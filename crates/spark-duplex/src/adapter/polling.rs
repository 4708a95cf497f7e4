//! SockJS 服务端连接的适配器。
//!
//! - 服务端连接在移交给应用时已完成握手，因此 `open` 订阅是空操作；
//! - `write` 没有确认回调，调用返回即视为发送完成；
//! - 消息事件名为 `data`，关闭事件名为 `close`。

use std::rc::Rc;

use tracing::{trace, warn};

use super::{ListenerTable, translator};
use crate::connection::{Connection, EventKind, Listener, SendCallback};
use crate::endpoint::Endpoint;
use crate::error::StreamError;
use crate::status::ConnectionStatus;

/// SockJS 连接适配器。
pub struct PollingAdapter {
    endpoint: Rc<dyn Endpoint>,
    table: ListenerTable,
}

impl PollingAdapter {
    /// 包装一个 SockJS 连接。
    pub fn new(endpoint: Rc<dyn Endpoint>) -> Self {
        Self {
            endpoint,
            table: ListenerTable::default(),
        }
    }

    /// 映射表中的注册数。
    pub fn bound_listeners(&self) -> usize {
        self.table.len()
    }

    /// 退订全部原生监听器。
    pub fn detach_all(&self) {
        let endpoint = &self.endpoint;
        self.table
            .unbind_all(|event, native| endpoint.off(event, native));
    }

    fn native_event(kind: EventKind) -> Option<&'static str> {
        match kind {
            EventKind::Message => Some("data"),
            EventKind::Close => Some("close"),
            EventKind::Open => None,
        }
    }
}

impl Connection for PollingAdapter {
    fn status(&self) -> ConnectionStatus {
        match self.endpoint.ready_state() {
            Some(raw) => ConnectionStatus::from_ready_state(raw),
            None => ConnectionStatus::Unknown(u16::MAX),
        }
    }

    fn send(&self, payload: String, on_complete: SendCallback) {
        // 返回值只是背压提示，这里不据此延后回调。
        match self.endpoint.write(&payload) {
            Ok(_) => on_complete(Ok(())),
            Err(err) => on_complete(Err(StreamError::transport(err))),
        }
    }

    fn close(&self, code: Option<u16>, reason: Option<&str>) {
        if let Err(err) = self.endpoint.close(code, reason) {
            warn!(target: "spark_duplex::adapter", error = %err, "sockjs connection refused close");
        }
    }

    fn on(&self, kind: EventKind, listener: &Listener) {
        let Some(event) = Self::native_event(kind) else {
            trace!(target: "spark_duplex::adapter", "sockjs connections are already open; ignoring open subscription");
            return;
        };
        let endpoint = &self.endpoint;
        self.table
            .bind(kind, listener, event, translator(kind), |event, native| {
                endpoint.on(event, native)
            });
    }

    fn off(&self, kind: EventKind, listener: &Listener) {
        if Self::native_event(kind).is_none() {
            return;
        }
        let endpoint = &self.endpoint;
        self.table
            .unbind(kind, listener, |event, native| endpoint.off(event, native));
    }
}

impl Drop for PollingAdapter {
    fn drop(&mut self) {
        self.detach_all();
    }
}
───
_Task description_. Copy each line of the data exactly, please.

_Answer space_.
filename crates/spark-duplex/src/adapter/polling.rs
repository 4708a95cf497f7e4
//! SockJS 服务端连接的适配器。
//!
//! - 服务端连接在移交给应用时已完成握手，因此 `open` 订阅是空操作；
//! - `write` 没有确认回调，调用返回即视为发送完成；
//! - 消息事件名为 `data`，关闭事件名为 `close`。

use std::rc::Rc;

use tracing::{trace, warn};

use super::{ListenerTable, translator};
use crate::connection::{Connection, EventKind, Listener, SendCallback};
use crate::endpoint::Endpoint;
use crate::error::StreamError;
use crate::status::ConnectionStatus;

/// SockJS 连接适配器。
pub struct PollingAdapter {
    endpoint: Rc<dyn Endpoint>,
    table: ListenerTable,
}

impl PollingAdapter {
    /// 包装一个 SockJS 连接。
    pub fn new(endpoint: Rc<dyn Endpoint>) -> Self {
        Self {
            endpoint,
            table: ListenerTable::default(),
        }
    }

    /// 映射表中的注册数。
    pub fn bound_listeners(&self) -> usize {
        self.table.len()
    }

    /// 退订全部原生监听器。
    pub fn detach_all(&self) {
        let endpoint = &self.endpoint;
        self.table
            .unbind_all(|event, native| endpoint.off(event, native));
    }

    fn native_event(kind: EventKind) -> Option<&'static str> {
        match kind {
            EventKind::Message => Some("data"),
            EventKind::Close => Some("close"),
            EventKind::Open => None,
        }
    }
}

impl Connection for PollingAdapter {
    fn status(&self) -> ConnectionStatus {
        match self.endpoint.ready_state() {
            Some(raw) => ConnectionStatus::from_ready_state(raw),
            None => ConnectionStatus::Unknown(u16::MAX),
        }
    }

    fn send(&self, payload: String, on_complete: SendCallback) {
        // 返回值只是背压提示，这里不据此延后回调。
        match self.endpoint.write(&payload) {
            Ok(_) => on_complete(Ok(())),
            Err(err) => on_complete(Err(StreamError::transport(err))),
        }
    }

    fn close(&self, code: Option<u16>, reason: Option<&str>) {
        if let Err(err) = self.endpoint.close(code, reason) {
            warn!(target: "spark_duplex::adapter", error = %err, "sockjs connection refused close");
        }
    }

    fn on(&self, kind: EventKind, listener: &Listener) {
        let Some(event) = Self::native_event(kind) else {
            trace!(target: "spark_duplex::adapter", "sockjs connections are already open; ignoring open subscription");
            return;
        };
        let endpoint = &self.endpoint;
        self.table
            .bind(kind, listener, event, translator(kind), |event, native| {
                endpoint.on(event, native)
            });
    }

    fn off(&self, kind: EventKind, listener: &Listener) {
        if Self::native_event(kind).is_none() {
            return;
        }
        let endpoint = &self.endpoint;
        self.table
            .unbind(kind, listener, |event, native| endpoint.off(event, native));
    }
}

impl Drop for PollingAdapter {
    fn drop(&mut self) {
        self.detach_all();
    }
}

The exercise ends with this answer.